Yep, definitely doable. Tandem with Trek trail-a-bike and Burley behind. The hitch attachment on the Trek is very sturdy and the chainstays on it are as beefy as any other bike I've put it on... heavy steel. They don't build those things for weight weenies. 

It would work well on a MTB where the beefier construction and more relaxed geometry work in your favor. I keep ours to rail trails and roads.

As long as you're confident about the strength of all the mounting points for the trail-a-bike and trailer, you'll be fine.


----------



## bobvanjr (Jul 14, 2009)

crazyseany said:


> I don't think he was planning any single tracks.....
> 
> I think you would be fine...we actually gave up riding for 2 years because my wife couldn't pull the trailer and our daughter refused to ride with mommy.
> 
> ...


I'm not trying to dog your wife but pulling a trailer isn't that hard. My wife pulls one of our 80 lb kids in a Burley with no problem. Heck, my 9 yr old has even pulled my 5 yr old around in it.

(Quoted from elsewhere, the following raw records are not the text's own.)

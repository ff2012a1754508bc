//! Extraction of variable declarations from template text.
//!
//! Declarations live in template comments so the annotated template stays
//! renderable as-is:
//!
//! ```text
//! {#- @variable age: type=integer, label="Age", required=true, default=18 -#}
//! ```
//!
//! The configuration after the colon is a loose list of `key=value`
//! clauses. Clauses that do not parse are skipped, never reported.

use std::sync::LazyLock;

use regex::Regex;
use tracing::debug;

use super::types::{Bound, VarType, VariableSchema};

// The config part cannot contain '-', which also keeps it from running past
// the closing `-#}`.
static DECLARATION_RE: LazyLock<Regex> = LazyLock::new(|| {
    Regex::new(r"\{#-\s*@variable\s+(\w+):\s*([^-]+)-#\}").expect("valid regex")
});

// Value alternatives are tried in order: "..", '..', [..], number, bareword.
static CLAUSE_RE: LazyLock<Regex> = LazyLock::new(|| {
    Regex::new(
        r#"(\w+)\s*=\s*(?:"([^"]*)"|'([^']*)'|\[([^\]]*)\]|(\d+(?:\.\d+)?)|(\w+))"#,
    )
    .expect("valid regex")
});

/// A value literal from a declaration clause.
#[derive(Debug, Clone, Copy, PartialEq, Eq)]
pub enum ConfigValue<'a> {
    /// Contents of a double- or single-quoted string.
    Quoted(&'a str),
    /// Raw contents between `[` and `]`.
    List(&'a str),
    /// A bare numeric literal.
    Number(&'a str),
    /// A bare identifier such as `true` or `integer`.
    Bareword(&'a str),
}

impl<'a> ConfigValue<'a> {
    #[must_use]
    pub fn as_str(&self) -> &'a str {
        match *self {
            ConfigValue::Quoted(s)
            | ConfigValue::List(s)
            | ConfigValue::Number(s)
            | ConfigValue::Bareword(s) => s,
        }
    }
}

/// Extract every variable declaration from `template`, in source order.
///
/// Never fails: text that does not match the declaration syntax is simply
/// not a declaration. Duplicate names are kept as separate entries.
#[must_use]
pub fn extract_variables(template: &str) -> Vec<VariableSchema> {
    let variables: Vec<VariableSchema> = DECLARATION_RE
        .captures_iter(template)
        .map(|caps| parse_declaration(&caps[1], &caps[2]))
        .collect();

    debug!(count = variables.len(), "extracted variable declarations");
    variables
}

/// Build a schema entry from a declaration's name and config text.
#[must_use]
pub fn parse_declaration(name: &str, config: &str) -> VariableSchema {
    let mut schema = VariableSchema::new(name);
    let mut label = None;

    for (key, value) in parse_config(config) {
        let raw = value.as_str();
        match key {
            "type" => schema.var_type = VarType::from_token(raw),
            "label" => label = Some(raw.to_string()),
            "required" => schema.required = raw.eq_ignore_ascii_case("true"),
            "options" => schema.options = split_options(raw),
            "min" => apply_bound(&mut schema.min, name, key, raw),
            "max" => apply_bound(&mut schema.max, name, key, raw),
            "default" => schema.default = Some(raw.to_string()),
            "placeholder" => schema.placeholder = Some(raw.to_string()),
            "description" => schema.description = Some(raw.to_string()),
            _ => {}
        }
    }

    if let Some(label) = label {
        schema.label = label;
    }

    schema
}

/// Split a config string into `key=value` clauses.
///
/// Text between clauses (commas, stray tokens) is ignored.
#[must_use]
pub fn parse_config(config: &str) -> Vec<(&str, ConfigValue<'_>)> {
    CLAUSE_RE
        .captures_iter(config)
        .filter_map(|caps| {
            let key = caps.get(1)?.as_str();
            let value = if let Some(m) = caps.get(2).or_else(|| caps.get(3)) {
                ConfigValue::Quoted(m.as_str())
            } else if let Some(m) = caps.get(4) {
                ConfigValue::List(m.as_str())
            } else if let Some(m) = caps.get(5) {
                ConfigValue::Number(m.as_str())
            } else {
                ConfigValue::Bareword(caps.get(6)?.as_str())
            };
            Some((key, value))
        })
        .collect()
}

/// Split option list contents on commas.
///
/// Each element is trimmed, then stripped of surrounding double and single
/// quotes. Nested quoting is not understood.
fn split_options(raw: &str) -> Vec<String> {
    raw.split(',')
        .map(|opt| opt.trim().trim_matches('"').trim_matches('\'').to_string())
        .collect()
}

fn apply_bound(slot: &mut Option<Bound>, name: &str, key: &str, raw: &str) {
    match Bound::parse(raw) {
        Some(bound) => *slot = Some(bound),
        None => debug!(variable = name, key, value = raw, "ignoring non-numeric bound"),
    }
}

Sometimes you barely even notice it's back there. I think the easiest and safest solution would be to get her to the point where she can pull a trailer herself.


----------



## mikkelz (Apr 21, 2009)

:madman:


----------



## Harold (Dec 23, 2003)

I once saw a tandem bike (trying to) pull a tandem trail-a-bike on the bike path. They were going nowhere fast. Since the kids weren't skilled enough for their own two-wheelers, they were too unstable. Make that x2, and then add in the weight of the tandem puller, and you have a recipe for disaster. I agree...with two kids, make your wife suck it up and tow the smaller of the two.

In college I rigged a trailer that housed a dilapidated old couch for the homecoming parade. I could pull 3 friends plus the weight of that monstrosity (probably over 100lbs) and STILL found a way to do wheelies to show off to the crowds. The parade finished after an ugly uphill to the stadium entrance. I was able to handle all that just perfectly fine. I wasn't going fast, but my effort was low, too. No reason a wife couldn't pull a Burley.


----------



## DSFA (Oct 22, 2007)

I've done the "bike train" for at least five years. It goes like this: whatever adult bike is getting put into "engine" mode, older Adams Trail a Bike that attaches to seatpost then an older Burley D'lite.
Aside from the commonsense issues of this thing needs more room to turn (although with practice you'd be surprised how tight a circle it'll do) and that braking and accelerating are going to take longer...No problems and TONS of fun!

And to really annoy the safety nazis...I've taken the whole shebang on a dirt/riverrock singletrack that runs off one of our bike paths and was very surprised myself at how well it did. If only I had a BOB trailer to rig a child seat into so it'd actually fit on the trail, hmmmm.:smilewinkgrin:


----------



## BrenEv (Apr 6, 2012)

So you think that it would be ok pull a burley d-lite with a Piccolo?


----------



## mikebike357 (Apr 8, 2010)

I've considered doing this but haven't put it all together yet as my wife typically hauls the trailer. There have been a few instances where I wanted to take the kids (2 & 4yrs old) but the 4yr old is unhappy stuffed in the trailer next to her brother and yet doesn't want to ride her own bike.

This would be my setup:

On-One Scandal 29er <-- Adams Folding TAB <-- Chariot Cougar 2

Only issue I can see with this is that our local rail trail has fat 12x12 posts to keep numbskulls from trying to drive down the path. Getting between the posts can be tough as there's only a couple inches on either side of the trailer wheels. Could be hard to line up with it behind the TAB.


----------



## lucibota (May 7, 2010)

*Trek mountain train and Chariot Cougar 2*

I'm doing this and it works good. The Trek is far more stable than the Adams (I owned a single and a tandem). I put the flags on both to stay safe and stay on roads/bike paths.


----------



## northernblades (Jul 22, 2011)

I Just had to reply to this.... I hope it is posed.








the 2nd one is my rig


----------



## CharacterZero (May 19, 2004)

I should have mentioned this does work fine...here's my setup back in 2010


----------



## northernblades (Jul 22, 2011)

is that bike as small on you as it looks from here? looks a little cramped.


----------



## CharacterZero (May 19, 2004)

northernblades said:


> is that bike as small on you as it looks from here? looks a little cramped.


Totally. DJ and pumptrack duty, small and playful was the way to go. Thomson 410mm seatpost for when I needed it, but it could still slam 95% of the way for fun.


----------